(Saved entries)
== Segment start ==

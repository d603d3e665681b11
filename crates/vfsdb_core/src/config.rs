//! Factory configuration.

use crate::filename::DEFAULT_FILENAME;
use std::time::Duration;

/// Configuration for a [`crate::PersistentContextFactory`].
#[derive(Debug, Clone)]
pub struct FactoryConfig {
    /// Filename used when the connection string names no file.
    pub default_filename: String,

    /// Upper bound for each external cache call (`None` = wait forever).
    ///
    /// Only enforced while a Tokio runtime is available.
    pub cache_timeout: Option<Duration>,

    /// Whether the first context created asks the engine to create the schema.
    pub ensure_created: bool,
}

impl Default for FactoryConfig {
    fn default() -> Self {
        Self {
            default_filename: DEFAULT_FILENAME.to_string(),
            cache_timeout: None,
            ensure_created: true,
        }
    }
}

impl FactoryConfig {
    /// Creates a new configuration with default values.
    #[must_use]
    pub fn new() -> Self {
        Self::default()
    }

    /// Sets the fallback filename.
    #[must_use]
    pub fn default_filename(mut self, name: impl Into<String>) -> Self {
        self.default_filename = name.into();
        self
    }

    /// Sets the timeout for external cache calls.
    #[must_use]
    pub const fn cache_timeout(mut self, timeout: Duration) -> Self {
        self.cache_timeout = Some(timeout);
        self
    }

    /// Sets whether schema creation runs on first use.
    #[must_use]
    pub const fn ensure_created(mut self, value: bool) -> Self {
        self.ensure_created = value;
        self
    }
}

== Segment end ==
== Segment start ==

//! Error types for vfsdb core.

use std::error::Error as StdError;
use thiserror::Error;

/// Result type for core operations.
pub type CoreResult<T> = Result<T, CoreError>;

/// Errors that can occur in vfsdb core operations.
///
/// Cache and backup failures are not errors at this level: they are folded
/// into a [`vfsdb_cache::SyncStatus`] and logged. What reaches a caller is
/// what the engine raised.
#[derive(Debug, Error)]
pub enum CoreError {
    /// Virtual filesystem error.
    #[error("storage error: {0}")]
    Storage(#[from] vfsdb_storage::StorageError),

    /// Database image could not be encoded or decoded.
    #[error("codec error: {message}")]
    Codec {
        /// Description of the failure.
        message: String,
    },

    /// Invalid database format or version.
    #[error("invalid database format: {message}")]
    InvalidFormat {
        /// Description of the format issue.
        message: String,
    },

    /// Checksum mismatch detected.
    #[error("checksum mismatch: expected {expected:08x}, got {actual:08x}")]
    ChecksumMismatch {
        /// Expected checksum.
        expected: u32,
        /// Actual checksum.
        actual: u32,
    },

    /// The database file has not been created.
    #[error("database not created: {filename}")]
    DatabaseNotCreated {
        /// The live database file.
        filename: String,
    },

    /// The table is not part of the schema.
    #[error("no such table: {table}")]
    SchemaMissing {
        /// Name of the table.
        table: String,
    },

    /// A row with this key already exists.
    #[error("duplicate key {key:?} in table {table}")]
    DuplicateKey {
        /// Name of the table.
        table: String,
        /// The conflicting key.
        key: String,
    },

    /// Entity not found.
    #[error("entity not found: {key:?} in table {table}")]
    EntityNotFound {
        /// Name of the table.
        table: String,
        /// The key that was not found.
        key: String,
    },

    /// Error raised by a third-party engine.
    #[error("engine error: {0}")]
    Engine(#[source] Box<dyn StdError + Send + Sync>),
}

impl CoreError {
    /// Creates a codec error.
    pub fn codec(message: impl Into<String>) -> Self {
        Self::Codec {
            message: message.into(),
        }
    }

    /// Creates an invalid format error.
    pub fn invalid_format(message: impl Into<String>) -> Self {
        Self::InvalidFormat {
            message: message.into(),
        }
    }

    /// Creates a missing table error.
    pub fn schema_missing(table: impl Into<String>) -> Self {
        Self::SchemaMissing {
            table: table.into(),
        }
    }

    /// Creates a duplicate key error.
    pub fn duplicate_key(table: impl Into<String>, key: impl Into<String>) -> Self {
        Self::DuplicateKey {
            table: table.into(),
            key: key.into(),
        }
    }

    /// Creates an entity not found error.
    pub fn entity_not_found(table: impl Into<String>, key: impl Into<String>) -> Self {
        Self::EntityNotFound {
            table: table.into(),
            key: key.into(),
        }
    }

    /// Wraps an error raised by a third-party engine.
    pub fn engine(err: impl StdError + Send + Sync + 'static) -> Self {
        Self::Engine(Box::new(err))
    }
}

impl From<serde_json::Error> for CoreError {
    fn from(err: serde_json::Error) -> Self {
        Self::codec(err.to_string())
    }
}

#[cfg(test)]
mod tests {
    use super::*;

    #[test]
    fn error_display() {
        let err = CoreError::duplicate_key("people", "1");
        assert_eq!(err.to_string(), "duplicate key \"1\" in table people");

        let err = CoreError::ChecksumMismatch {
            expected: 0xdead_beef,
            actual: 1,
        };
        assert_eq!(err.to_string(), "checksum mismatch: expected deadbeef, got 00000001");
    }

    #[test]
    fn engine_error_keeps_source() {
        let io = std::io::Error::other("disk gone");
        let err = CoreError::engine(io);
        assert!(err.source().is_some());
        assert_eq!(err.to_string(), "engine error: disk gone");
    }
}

== Segment end ==
== Segment start ==

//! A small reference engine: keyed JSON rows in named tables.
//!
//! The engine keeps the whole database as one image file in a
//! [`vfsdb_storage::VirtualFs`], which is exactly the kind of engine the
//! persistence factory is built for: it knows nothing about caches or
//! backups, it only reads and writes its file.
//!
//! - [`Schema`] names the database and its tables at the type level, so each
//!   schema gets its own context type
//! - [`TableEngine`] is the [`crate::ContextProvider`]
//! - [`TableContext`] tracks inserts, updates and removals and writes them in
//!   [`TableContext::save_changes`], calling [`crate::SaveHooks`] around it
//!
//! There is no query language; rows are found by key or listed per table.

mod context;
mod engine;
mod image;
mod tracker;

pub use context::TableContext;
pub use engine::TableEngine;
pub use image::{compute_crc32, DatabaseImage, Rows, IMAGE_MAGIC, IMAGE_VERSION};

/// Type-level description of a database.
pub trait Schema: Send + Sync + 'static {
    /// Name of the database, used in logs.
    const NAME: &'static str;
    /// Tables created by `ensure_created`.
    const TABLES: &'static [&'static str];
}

== Segment end ==

The answer must consist of every line from the data that holds the string "with".

    /// Creates a new configuration with default values.
    /// A row with this key already exists.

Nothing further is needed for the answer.